> **Materials provided**
================================

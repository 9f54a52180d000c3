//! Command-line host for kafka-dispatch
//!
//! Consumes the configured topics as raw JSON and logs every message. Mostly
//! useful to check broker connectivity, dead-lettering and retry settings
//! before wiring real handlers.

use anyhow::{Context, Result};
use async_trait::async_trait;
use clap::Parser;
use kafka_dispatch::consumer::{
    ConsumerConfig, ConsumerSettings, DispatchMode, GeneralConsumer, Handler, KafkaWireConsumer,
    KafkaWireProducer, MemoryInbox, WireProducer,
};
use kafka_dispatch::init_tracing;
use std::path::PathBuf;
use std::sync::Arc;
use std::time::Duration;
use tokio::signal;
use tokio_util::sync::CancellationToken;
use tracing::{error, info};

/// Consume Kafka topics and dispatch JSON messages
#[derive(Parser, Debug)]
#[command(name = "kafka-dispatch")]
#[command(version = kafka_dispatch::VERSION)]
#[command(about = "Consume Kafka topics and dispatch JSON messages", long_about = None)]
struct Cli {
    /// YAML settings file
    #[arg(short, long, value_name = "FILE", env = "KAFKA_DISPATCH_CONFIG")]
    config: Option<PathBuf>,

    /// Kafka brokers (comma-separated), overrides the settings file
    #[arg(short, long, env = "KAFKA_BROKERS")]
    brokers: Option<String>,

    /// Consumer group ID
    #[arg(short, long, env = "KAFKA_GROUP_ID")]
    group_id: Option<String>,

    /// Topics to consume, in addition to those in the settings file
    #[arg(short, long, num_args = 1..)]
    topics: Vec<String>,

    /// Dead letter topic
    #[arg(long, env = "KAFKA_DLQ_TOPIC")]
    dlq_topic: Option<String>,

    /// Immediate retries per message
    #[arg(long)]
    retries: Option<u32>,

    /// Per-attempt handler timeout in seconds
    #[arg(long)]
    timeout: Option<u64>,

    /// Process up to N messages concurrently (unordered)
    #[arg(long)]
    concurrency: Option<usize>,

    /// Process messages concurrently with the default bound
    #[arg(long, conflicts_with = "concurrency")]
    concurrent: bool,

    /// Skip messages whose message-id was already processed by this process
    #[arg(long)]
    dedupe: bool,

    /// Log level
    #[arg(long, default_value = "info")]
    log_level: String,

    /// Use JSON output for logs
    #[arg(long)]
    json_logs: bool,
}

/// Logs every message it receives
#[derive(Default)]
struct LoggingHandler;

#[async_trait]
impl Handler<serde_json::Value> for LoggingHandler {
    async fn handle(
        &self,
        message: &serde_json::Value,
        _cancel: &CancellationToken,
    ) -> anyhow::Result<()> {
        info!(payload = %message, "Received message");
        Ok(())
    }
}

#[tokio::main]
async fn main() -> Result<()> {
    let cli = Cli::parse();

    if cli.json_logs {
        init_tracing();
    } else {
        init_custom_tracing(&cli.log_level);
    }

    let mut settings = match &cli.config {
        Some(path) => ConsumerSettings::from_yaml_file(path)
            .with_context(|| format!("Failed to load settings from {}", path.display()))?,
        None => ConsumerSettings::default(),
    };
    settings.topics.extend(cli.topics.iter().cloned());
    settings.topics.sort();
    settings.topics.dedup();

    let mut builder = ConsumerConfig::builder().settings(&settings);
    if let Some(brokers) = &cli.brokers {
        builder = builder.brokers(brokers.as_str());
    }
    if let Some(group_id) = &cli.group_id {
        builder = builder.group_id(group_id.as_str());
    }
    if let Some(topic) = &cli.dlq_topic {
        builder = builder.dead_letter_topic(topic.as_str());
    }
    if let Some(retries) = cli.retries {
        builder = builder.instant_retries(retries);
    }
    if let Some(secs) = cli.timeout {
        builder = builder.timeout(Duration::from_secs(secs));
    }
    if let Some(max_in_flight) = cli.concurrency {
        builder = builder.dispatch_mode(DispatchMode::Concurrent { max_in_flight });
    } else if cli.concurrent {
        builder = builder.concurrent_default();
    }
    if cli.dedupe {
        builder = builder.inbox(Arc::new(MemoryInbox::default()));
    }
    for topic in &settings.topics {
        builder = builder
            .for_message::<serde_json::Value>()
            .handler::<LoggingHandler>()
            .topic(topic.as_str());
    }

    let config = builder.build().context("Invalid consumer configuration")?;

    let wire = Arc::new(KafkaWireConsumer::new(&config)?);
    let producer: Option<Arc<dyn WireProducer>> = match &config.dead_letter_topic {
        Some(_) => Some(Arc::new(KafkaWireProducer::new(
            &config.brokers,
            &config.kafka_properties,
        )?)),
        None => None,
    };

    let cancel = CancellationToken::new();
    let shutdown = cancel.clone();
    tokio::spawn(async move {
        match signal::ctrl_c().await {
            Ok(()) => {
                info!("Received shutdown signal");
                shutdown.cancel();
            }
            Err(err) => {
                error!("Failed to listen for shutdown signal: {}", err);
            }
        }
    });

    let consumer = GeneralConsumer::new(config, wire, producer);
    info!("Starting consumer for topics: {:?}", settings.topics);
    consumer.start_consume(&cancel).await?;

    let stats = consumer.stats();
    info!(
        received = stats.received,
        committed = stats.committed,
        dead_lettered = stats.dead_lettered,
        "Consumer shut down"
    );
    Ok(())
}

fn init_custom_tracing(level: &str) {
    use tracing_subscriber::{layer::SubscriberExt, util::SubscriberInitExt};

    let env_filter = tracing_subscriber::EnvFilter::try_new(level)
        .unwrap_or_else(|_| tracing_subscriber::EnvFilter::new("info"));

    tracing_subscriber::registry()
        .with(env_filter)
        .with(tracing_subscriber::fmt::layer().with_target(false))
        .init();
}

================================

> **About this task**
Reproduce each line of the entries in which the word "signal" is found.

> **Output of the exercise**
use tokio::signal;
        match signal::ctrl_c().await {
                info!("Received shutdown signal");
                error!("Failed to listen for shutdown signal: {}", err);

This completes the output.